スピロ[3.3]骨格を有する高配位典型元素化合物の創製と新規反応の創出

研究課題

研究課題/領域番号 10440212
研究機関東京大学

研究代表者

川島 隆幸  東京大学, 大学院・理学系研究科, 教授 (80011766)

キーワードhomoーBrook転位 / スピロビ[1,2ーオキサシレタニド] / スピロビ[1,2ーオキサセレネタン] / スピロビ[1,2ーオキサテルレタン] / スピロ[3.3]骨格 / オキシラン生成 / X線結晶構造解析 / 高配位典型元素化合物
研究概要

1.初年度報告した三価のビス(β―ヒドロキシアルキル)ホスフィンの二つのヒドロキシ基の酸素とリンとの間の相互作用は単純化したモデルの理論計算を行った結果、酸素の孤立電子対とリン-炭素結合のσ*軌道相互作用として理解できることが分かった。2.Martinリガンドを有する5配位1,2―オキサシレタニドの3位の置換基の異なる化合物を合成し、プロトン源存在下の熱分解を検討した。その結果、3位の置換基の崇高さとプロトンの酸性度によって、初年度検討した5配位スピロビ[1,2-オキサシレタニド]と同様にhomoーBrook転位生成物を与えることが分かった。3.本年度計画の1,5-ジオキサ―4λ^4―セレナスピロ[3.3]ヘプタンは計画通り合成に成功した。ビス(フェニルチオメチル)セレニドからLDAにより脱プロトンし、ヘキサフルオロアセトンを反応させた。これを繰り返し、Se(CH(SPh)C(CF_3)_2OH)_2のdl体およびmeso体を合成した。これらをトリエチルアミン存在下、臭素を作用してセレン上で酸化的環化を行い、目的の化合物のtransーtrans体およびcisーtrans体を得ることができた。これらの熱分解では二分子の相当するオキシランと単体セレンを与えることが分かった。フェニルチオ基をフェニル基に換えた化合物はtrans―trans体のみ合成でき、X線結晶構造解析にも成功した。4.スピロビ[1,2-オキサテルレタン]の合成についてセレン化合物の合成法を適用したが、目的の化合物の合成には至らなかった。そこで、PhSCHPhC(CF_3)_2OHを調製し、リチウムp,p'―ジ―t―ブチルビフェニリドによりフェニルチオ基を還元的に脱離し、相当するジリチオ体、LiCHPhC(CF_3)_2OLiを発生させ、TeCl_4と反応させることで、低収率ながら目的の化合物の合成に成功した。以上のように、本研究計画は計画通り遂行できた。

  • 研究成果

    (4件)

すべて その他

すべて 文献書誌 (4件)

  • [文献書誌] Satoshi Inagaki: "Gauche Conformers Relatively Stabilized by the Hypercoordination"Organic Letters. 1・7. 1145-1147 (1999)

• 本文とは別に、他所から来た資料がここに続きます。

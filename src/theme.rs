//! Built-in reading themes registered on every rendition.

/// One CSS rule: a selector and its declarations.
#[derive(Debug, Clone, PartialEq, Eq)]
pub struct ThemeRule {
    pub selector: &'static str,
    pub declarations: &'static [(&'static str, &'static str)],
}

/// A named set of rules the engine injects into rendered content.
#[derive(Debug, Clone, PartialEq, Eq)]
pub struct Theme {
    pub name: &'static str,
    pub rules: &'static [ThemeRule],
}

pub const THEMES: &[Theme] = &[
    Theme {
        name: "light",
        rules: &[
            ThemeRule {
                selector: "body",
                declarations: &[
                    ("background", "hsl(var(--background))"),
                    ("color", "hsl(var(--foreground))"),
                ],
            },
            ThemeRule {
                selector: "a:hover",
                declarations: &[("color", "#0000EE")],
            },
        ],
    },
    Theme {
        name: "dark",
        rules: &[
            ThemeRule {
                selector: "body",
                declarations: &[("background", "#1e1e2e"), ("color", "#cdd6f4")],
            },
            ThemeRule {
                selector: "a:hover",
                declarations: &[("color", "#89b4fa")],
            },
        ],
    },
    Theme {
        name: "sepia",
        rules: &[
            ThemeRule {
                selector: "body",
                declarations: &[("background", "#f4ecd8"), ("color", "#5b4636")],
            },
            ThemeRule {
                selector: "a:hover",
                declarations: &[("color", "#8b4513")],
            },
        ],
    },
];

/// Default theme name.
pub const DEFAULT_THEME: &str = "light";

/// Look up a built-in theme by name.
pub fn get(name: &str) -> Option<&'static Theme> {
    THEMES.iter().find(|t| t.name == name)
}
//! Rendering engine contract.
//!
//! The session never parses archives or paginates text itself. Everything
//! that touches book content goes through [`RenderingEngine`]. Work that the
//! engine finishes later (book ready, first render, relocation, location
//! index progress) comes back as [`EngineEvent`]s from
//! [`RenderingEngine::poll_event`], each tagged with the [`ListenerId`] the
//! session registered with [`RenderingEngine::on`].

pub mod scripted;

use std::fmt;

use serde::Deserialize;
use thiserror::Error;

use crate::theme::Theme;

/// Engine-assigned reference to an opened book archive.
#[derive(Debug, Clone, Copy, PartialEq, Eq, Hash)]
pub struct BookHandle(pub u64);

/// Engine-assigned reference to a live view of a book.
#[derive(Debug, Clone, Copy, PartialEq, Eq, Hash)]
pub struct RenditionHandle(pub u64);

/// Opaque engine-native position reference (an EPUB CFI).
#[derive(Debug, Clone, PartialEq, Eq, Hash, PartialOrd, Ord)]
pub struct Cfi(String);

impl Cfi {
    pub fn new(raw: impl Into<String>) -> Self {
        Self(raw.into())
    }

    pub fn as_str(&self) -> &str {
        &self.0
    }
}

impl fmt::Display for Cfi {
    fn fmt(&self, f: &mut fmt::Formatter<'_>) -> fmt::Result {
        f.write_str(&self.0)
    }
}

/// A named jump target from the book's navigation document.
#[derive(Debug, Clone, PartialEq, Eq)]
pub struct TocEntry {
    pub label: String,
    pub href: String,
}

/// Metadata available once a book reports ready.
#[derive(Debug, Clone, Default, PartialEq, Eq)]
pub struct BookMetadata {
    pub title: Option<String>,
    pub toc: Vec<TocEntry>,
}

/// Single page vs. two-page side-by-side layout.
#[derive(Debug, Clone, Copy, Default, PartialEq, Eq, Deserialize)]
#[serde(rename_all = "lowercase")]
pub enum Spread {
    #[default]
    Auto,
    None,
}

impl Spread {
    pub fn as_str(self) -> &'static str {
        match self {
            Spread::Auto => "auto",
            Spread::None => "none",
        }
    }
}

impl fmt::Display for Spread {
    fn fmt(&self, f: &mut fmt::Formatter<'_>) -> fmt::Result {
        f.write_str(self.as_str())
    }
}

/// Content flow of a rendition. Only paginated flow is used by the reader.
#[derive(Debug, Clone, Copy, PartialEq, Eq)]
#[non_exhaustive]
pub enum Flow {
    Paginated,
}

/// Options passed to [`RenderingEngine::render_to`].
#[derive(Debug, Clone, PartialEq, Eq)]
pub struct RenditionOptions {
    pub width: String,
    pub height: String,
    pub spread: Spread,
    pub flow: Flow,
}

impl RenditionOptions {
    /// Full-size paginated view with the given spread.
    pub fn paginated(spread: Spread) -> Self {
        Self {
            width: "100%".into(),
            height: "100%".into(),
            spread,
            flow: Flow::Paginated,
        }
    }
}

/// The surface a rendition draws into.
#[derive(Debug, Clone, PartialEq, Eq)]
pub struct DisplayTarget {
    pub id: String,
}

impl DisplayTarget {
    pub fn new(id: impl Into<String>) -> Self {
        Self { id: id.into() }
    }
}

/// Identifies the load a listener belongs to. Bumped on every load and close.
#[derive(Debug, Clone, Copy, Default, PartialEq, Eq, Hash, PartialOrd, Ord)]
pub struct Generation(pub u64);

impl Generation {
    pub fn next(self) -> Self {
        Generation(self.0 + 1)
    }
}

/// Listener identity chosen by the session and echoed back by the engine.
#[derive(Debug, Clone, Copy, PartialEq, Eq, Hash)]
pub struct ListenerId {
    pub generation: Generation,
    pub slot: u32,
}

/// What a listener is attached to.
#[derive(Debug, Clone, Copy, PartialEq, Eq, Hash)]
pub enum EventSource {
    Book(BookHandle),
    Rendition(RenditionHandle),
}

#[derive(Debug, Clone, Copy, PartialEq, Eq, Hash)]
pub enum EventKind {
    /// Book finished (or failed) opening.
    Ready,
    Rendered,
    Relocated,
    TouchStart,
    TouchMove,
    TouchEnd,
    LocationsProgress,
    LocationsGenerated,
}

impl EventKind {
    pub fn name(self) -> &'static str {
        match self {
            EventKind::Ready => "ready",
            EventKind::Rendered => "rendered",
            EventKind::Relocated => "relocated",
            EventKind::TouchStart => "touchstart",
            EventKind::TouchMove => "touchmove",
            EventKind::TouchEnd => "touchend",
            EventKind::LocationsProgress => "progress",
            EventKind::LocationsGenerated => "generated",
        }
    }
}

/// Position reported by a `relocated` notification.
#[derive(Debug, Clone, PartialEq, Eq)]
pub struct Location {
    /// CFI of the first visible position, when the engine knows it.
    pub start: Option<Cfi>,
    pub at_start: bool,
    pub at_end: bool,
}

#[derive(Debug, Clone, Copy, PartialEq)]
pub struct TouchPoint {
    pub x: f64,
    pub y: f64,
}

#[derive(Debug, Clone, PartialEq)]
pub enum EventPayload {
    Ready(Result<(), EngineError>),
    Rendered,
    Relocated(Location),
    Touch(TouchPoint),
    /// Fraction of the location index built so far (0.0..=1.0).
    Progress(f64),
    /// Location index finished; carries the number of locations.
    Generated(Result<usize, EngineError>),
}

#[derive(Debug, Clone, PartialEq)]
pub struct EngineEvent {
    pub listener: ListenerId,
    pub payload: EventPayload,
}

#[derive(Debug, Clone, PartialEq, Eq, Error)]
pub enum EngineError {
    #[error("malformed book archive: {0}")]
    Malformed(String),

    #[error("unknown book handle {0:?}")]
    UnknownBook(BookHandle),

    #[error("unknown rendition handle {0:?}")]
    UnknownRendition(RenditionHandle),

    #[error("cannot resolve display target '{0}'")]
    BadTarget(String),

    #[error("location index failed: {0}")]
    Locations(String),
}

/// The operations the reading session needs from an EPUB rendering engine.
///
/// Calls that start asynchronous work return immediately; completion is
/// reported through listeners registered with [`on`](Self::on).
pub trait RenderingEngine {
    /// Open an archive from raw bytes. Format problems are reported later
    /// through a `Ready` notification, not here.
    fn open_book(&mut self, bytes: Vec<u8>) -> Result<BookHandle, EngineError>;

    /// Title and table of contents. Only meaningful after `Ready`.
    fn metadata(&self, book: BookHandle) -> Result<BookMetadata, EngineError>;

    fn destroy_book(&mut self, book: BookHandle);

    fn render_to(
        &mut self,
        book: BookHandle,
        target: &DisplayTarget,
        options: &RenditionOptions,
    ) -> Result<RenditionHandle, EngineError>;

    fn destroy_rendition(&mut self, rendition: RenditionHandle);

    fn register_theme(&mut self, rendition: RenditionHandle, theme: &Theme)
    -> Result<(), EngineError>;

    fn select_theme(&mut self, rendition: RenditionHandle, name: &str) -> Result<(), EngineError>;

    /// Live style override applied on top of the selected theme.
    fn override_style(
        &mut self,
        rendition: RenditionHandle,
        property: &str,
        value: &str,
    ) -> Result<(), EngineError>;

    fn set_spread(&mut self, rendition: RenditionHandle, spread: Spread) -> Result<(), EngineError>;

    /// Display a CFI or an href. `None` displays the start of the book.
    fn display(&mut self, rendition: RenditionHandle, target: Option<&str>)
    -> Result<(), EngineError>;

    fn prev(&mut self, rendition: RenditionHandle) -> Result<(), EngineError>;

    fn next(&mut self, rendition: RenditionHandle) -> Result<(), EngineError>;

    fn on(&mut self, source: EventSource, kind: EventKind, listener: ListenerId);

    fn off(&mut self, listener: ListenerId);

    /// Start building the location index. `density` is the target number of
    /// characters per location.
    fn generate_locations(&mut self, book: BookHandle, density: u32) -> Result<(), EngineError>;

    /// CFI of the 0-based location `index`.
    fn cfi_from_location(&self, book: BookHandle, index: usize) -> Option<Cfi>;

    /// 0-based location containing `cfi`.
    fn location_from_cfi(&self, book: BookHandle, cfi: &Cfi) -> Option<usize>;

    /// Next pending notification for a registered listener.
    fn poll_event(&mut self) -> Option<EngineEvent>;
}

  • [文献書誌] Kenji Naganuma: "Control Factors of Reaction Modes of Pentacoordinate 1,2-Oxasiletanides, the Peterson Reaction and Homo-Brook Rearrangement"Chemistry Letters. 1999・11. 1139-1140 (1999)

  • [文献書誌] Takayuki Kawashima: "Formation of a 1,3,2,4-Dioxadiborinanide, a Novel Bron-containing Heterocycle, by Hydrolysis of a Tetracoordinate1,2-Oxaboretanide and Its Crystal Structure"Organometallics. 18・24. 5180-5182 (1999)

  • [文献書誌] Takayuki Kawashima: "Advances in Strained and Interesting Organic Molecules"JAI Press. 41 (1999)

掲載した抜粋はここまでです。